=== What to work on ===
Whenever a line below holds the word "models", copy that line.

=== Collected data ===
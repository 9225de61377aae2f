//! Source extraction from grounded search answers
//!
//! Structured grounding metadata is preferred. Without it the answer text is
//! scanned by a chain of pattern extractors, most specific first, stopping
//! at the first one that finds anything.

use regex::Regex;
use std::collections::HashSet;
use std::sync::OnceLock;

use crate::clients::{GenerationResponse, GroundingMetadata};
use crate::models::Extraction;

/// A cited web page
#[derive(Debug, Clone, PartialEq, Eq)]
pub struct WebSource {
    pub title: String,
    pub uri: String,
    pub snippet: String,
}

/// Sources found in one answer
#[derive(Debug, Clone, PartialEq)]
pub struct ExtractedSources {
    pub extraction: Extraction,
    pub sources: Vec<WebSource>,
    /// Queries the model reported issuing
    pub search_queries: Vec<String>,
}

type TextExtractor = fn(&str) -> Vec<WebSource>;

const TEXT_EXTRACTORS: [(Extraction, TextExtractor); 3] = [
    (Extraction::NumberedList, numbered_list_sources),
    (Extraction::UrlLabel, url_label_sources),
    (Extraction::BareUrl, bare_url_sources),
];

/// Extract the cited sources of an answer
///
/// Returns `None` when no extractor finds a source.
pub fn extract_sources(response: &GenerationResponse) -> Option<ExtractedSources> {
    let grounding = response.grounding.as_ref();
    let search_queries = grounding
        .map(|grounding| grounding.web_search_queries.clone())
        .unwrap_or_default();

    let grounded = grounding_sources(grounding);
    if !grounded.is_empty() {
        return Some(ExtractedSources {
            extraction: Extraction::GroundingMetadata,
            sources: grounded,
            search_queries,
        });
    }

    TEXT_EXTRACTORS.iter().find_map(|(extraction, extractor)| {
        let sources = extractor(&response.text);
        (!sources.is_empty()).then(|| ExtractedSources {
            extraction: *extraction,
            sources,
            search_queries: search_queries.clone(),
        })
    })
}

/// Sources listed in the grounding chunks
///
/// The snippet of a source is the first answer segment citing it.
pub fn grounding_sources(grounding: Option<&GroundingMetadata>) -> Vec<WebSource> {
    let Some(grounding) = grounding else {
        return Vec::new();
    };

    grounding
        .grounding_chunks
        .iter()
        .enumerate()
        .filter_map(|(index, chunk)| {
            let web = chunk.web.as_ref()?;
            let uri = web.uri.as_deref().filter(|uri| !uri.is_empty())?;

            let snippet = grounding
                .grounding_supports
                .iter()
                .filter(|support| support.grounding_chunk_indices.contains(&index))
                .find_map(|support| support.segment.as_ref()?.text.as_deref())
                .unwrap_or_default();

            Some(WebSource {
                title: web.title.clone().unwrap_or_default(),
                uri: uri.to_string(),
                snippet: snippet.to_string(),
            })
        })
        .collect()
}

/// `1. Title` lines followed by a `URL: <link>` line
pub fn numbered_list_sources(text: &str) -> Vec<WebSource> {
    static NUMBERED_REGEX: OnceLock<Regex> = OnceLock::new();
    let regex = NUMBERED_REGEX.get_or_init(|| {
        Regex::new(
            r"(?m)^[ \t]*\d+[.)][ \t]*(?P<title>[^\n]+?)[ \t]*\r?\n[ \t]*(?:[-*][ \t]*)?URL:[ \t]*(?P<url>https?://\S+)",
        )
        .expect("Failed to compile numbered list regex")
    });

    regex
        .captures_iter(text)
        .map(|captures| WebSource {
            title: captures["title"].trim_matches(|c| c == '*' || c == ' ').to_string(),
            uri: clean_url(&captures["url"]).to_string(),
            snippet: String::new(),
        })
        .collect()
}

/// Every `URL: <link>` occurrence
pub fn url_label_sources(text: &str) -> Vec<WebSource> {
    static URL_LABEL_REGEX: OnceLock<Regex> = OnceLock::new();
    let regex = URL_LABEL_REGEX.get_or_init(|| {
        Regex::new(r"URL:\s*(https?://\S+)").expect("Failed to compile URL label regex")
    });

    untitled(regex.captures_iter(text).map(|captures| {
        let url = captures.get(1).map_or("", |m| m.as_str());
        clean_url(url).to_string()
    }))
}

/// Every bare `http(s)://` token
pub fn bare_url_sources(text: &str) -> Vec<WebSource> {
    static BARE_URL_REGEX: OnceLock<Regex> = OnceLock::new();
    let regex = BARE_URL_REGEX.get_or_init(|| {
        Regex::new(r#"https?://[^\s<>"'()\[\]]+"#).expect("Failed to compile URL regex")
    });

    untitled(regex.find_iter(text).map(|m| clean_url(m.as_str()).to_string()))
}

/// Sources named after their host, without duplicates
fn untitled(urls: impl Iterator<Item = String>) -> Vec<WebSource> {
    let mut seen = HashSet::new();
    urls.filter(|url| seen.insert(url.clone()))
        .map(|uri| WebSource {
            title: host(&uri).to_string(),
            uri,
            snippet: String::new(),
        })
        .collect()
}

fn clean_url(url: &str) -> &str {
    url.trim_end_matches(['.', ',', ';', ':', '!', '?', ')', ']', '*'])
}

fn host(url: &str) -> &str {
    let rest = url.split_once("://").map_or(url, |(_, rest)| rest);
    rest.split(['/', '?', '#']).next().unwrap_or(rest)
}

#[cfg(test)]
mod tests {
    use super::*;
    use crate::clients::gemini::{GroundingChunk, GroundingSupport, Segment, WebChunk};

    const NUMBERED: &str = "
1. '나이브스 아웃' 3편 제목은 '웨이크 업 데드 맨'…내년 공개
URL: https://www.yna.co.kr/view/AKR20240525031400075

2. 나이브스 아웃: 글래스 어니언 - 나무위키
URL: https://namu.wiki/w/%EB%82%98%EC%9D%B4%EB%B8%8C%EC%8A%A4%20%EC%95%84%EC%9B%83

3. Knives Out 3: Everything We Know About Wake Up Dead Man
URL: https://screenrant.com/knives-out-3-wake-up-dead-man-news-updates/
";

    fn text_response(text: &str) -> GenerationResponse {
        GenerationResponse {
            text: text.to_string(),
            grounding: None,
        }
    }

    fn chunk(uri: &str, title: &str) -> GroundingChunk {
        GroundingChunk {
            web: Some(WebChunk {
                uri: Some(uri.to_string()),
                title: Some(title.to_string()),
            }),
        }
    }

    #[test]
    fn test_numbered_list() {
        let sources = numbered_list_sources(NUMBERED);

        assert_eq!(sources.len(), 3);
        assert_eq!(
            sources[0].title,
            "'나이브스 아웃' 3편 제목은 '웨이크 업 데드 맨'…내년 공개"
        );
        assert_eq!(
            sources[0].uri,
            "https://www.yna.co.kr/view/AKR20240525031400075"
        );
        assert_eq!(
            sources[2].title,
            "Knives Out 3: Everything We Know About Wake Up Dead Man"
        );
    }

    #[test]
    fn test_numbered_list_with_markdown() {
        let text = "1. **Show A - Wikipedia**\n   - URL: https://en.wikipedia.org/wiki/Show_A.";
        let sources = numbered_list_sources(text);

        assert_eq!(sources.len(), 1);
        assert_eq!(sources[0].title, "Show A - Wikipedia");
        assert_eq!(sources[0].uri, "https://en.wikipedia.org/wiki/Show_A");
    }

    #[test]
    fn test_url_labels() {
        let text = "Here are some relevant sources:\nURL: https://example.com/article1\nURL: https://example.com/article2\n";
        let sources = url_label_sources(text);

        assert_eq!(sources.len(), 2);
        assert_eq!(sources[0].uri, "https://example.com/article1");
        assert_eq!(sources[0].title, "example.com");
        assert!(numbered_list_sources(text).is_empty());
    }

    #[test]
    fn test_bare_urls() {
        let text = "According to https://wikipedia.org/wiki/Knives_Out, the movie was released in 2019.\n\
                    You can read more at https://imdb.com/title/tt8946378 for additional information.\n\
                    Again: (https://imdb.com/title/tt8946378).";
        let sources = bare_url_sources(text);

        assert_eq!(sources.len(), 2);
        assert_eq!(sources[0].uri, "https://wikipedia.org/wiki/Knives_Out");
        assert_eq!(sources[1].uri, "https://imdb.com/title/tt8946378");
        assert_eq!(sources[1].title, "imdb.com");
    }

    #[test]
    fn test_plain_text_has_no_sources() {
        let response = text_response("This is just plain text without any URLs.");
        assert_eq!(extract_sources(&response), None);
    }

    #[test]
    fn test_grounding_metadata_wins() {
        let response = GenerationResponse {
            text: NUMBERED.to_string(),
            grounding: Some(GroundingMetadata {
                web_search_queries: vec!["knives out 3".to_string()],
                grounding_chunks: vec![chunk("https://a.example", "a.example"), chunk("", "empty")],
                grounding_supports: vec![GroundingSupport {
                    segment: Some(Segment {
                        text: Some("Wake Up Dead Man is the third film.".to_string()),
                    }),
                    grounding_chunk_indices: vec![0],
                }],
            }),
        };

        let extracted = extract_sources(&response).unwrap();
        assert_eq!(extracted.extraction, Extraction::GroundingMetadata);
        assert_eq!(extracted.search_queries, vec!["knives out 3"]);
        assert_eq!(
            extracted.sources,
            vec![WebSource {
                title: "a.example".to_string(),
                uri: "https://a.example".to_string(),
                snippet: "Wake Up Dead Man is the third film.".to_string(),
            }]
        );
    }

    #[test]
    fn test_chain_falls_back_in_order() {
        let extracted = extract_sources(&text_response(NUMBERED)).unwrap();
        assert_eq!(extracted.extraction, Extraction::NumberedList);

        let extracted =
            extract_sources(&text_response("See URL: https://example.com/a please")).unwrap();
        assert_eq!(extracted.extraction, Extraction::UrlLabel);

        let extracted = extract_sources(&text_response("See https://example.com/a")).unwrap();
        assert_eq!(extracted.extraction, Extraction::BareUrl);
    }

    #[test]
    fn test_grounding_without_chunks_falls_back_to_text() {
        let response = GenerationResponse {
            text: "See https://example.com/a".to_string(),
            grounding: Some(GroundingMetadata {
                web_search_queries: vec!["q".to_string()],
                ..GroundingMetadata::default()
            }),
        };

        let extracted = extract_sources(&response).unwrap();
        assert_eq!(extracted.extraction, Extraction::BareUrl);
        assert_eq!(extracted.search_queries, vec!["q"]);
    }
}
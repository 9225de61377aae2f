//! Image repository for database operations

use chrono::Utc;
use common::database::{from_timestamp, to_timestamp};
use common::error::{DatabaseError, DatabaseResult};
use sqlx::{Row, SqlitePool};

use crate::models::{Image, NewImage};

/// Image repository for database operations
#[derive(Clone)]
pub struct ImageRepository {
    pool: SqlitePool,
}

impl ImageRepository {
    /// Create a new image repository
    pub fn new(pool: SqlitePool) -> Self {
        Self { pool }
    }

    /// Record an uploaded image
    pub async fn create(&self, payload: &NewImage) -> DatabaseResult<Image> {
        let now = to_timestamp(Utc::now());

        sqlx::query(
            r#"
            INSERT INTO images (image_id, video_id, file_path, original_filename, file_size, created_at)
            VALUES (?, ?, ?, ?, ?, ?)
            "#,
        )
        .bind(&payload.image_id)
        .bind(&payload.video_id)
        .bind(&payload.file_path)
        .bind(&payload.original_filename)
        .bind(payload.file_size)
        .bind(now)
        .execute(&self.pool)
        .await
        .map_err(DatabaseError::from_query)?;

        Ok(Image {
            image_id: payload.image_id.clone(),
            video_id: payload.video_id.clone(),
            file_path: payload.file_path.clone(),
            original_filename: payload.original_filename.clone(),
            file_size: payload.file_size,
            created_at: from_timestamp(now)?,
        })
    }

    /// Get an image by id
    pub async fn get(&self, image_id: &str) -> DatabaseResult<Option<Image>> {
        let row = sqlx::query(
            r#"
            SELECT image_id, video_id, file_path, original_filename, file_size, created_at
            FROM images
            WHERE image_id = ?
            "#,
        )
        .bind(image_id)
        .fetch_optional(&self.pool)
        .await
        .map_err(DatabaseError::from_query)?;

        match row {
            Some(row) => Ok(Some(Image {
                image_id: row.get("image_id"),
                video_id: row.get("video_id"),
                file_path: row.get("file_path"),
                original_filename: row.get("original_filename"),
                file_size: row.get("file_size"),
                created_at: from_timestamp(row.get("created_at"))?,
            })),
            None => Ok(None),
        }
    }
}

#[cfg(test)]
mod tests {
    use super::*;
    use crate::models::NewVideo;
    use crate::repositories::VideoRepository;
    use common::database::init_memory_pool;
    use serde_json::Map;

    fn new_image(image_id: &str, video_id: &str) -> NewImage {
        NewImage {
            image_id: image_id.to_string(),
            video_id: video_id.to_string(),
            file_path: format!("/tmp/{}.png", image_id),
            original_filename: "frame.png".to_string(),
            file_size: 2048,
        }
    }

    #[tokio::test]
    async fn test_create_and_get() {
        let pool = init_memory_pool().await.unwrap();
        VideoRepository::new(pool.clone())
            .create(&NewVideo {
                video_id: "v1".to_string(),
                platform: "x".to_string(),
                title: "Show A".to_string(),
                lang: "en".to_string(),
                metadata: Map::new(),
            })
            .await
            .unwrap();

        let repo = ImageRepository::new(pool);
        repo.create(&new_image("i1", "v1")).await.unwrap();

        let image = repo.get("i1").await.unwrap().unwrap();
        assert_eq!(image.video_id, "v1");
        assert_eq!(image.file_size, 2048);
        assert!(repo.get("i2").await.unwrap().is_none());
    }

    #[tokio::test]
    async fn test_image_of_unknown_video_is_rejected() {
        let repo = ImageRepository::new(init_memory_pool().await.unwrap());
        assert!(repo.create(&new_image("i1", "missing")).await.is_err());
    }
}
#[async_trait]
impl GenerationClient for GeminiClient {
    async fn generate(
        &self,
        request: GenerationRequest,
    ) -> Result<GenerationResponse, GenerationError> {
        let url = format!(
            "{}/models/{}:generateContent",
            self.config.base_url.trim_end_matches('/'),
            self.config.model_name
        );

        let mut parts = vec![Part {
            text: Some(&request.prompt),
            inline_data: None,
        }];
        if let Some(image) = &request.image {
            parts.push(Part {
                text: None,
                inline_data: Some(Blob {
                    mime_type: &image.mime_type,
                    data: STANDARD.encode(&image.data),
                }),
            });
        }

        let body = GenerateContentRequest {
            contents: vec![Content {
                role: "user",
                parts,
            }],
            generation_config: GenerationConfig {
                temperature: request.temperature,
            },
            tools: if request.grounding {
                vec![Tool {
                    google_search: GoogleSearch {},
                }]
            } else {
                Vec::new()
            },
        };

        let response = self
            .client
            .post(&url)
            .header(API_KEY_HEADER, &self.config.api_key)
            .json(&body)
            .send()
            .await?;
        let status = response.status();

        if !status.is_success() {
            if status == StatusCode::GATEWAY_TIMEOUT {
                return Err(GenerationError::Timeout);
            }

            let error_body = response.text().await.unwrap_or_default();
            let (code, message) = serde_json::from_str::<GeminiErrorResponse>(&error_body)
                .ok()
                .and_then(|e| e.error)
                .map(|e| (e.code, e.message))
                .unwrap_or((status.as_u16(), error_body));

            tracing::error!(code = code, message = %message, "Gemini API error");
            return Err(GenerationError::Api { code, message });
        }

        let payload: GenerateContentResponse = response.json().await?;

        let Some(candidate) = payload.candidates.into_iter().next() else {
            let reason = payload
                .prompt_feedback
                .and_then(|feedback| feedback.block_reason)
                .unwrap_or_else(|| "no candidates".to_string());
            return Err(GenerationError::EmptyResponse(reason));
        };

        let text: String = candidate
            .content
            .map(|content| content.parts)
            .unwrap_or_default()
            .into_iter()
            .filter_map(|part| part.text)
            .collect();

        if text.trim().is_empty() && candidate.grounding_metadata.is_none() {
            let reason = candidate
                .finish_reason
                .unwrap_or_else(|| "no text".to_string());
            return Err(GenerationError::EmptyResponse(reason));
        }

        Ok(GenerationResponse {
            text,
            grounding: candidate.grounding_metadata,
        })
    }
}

=== Solution below ===
use crate::models::Extraction;
use crate::models::{Image, NewImage};
    use crate::models::NewVideo;
            "{}/models/{}:generateContent",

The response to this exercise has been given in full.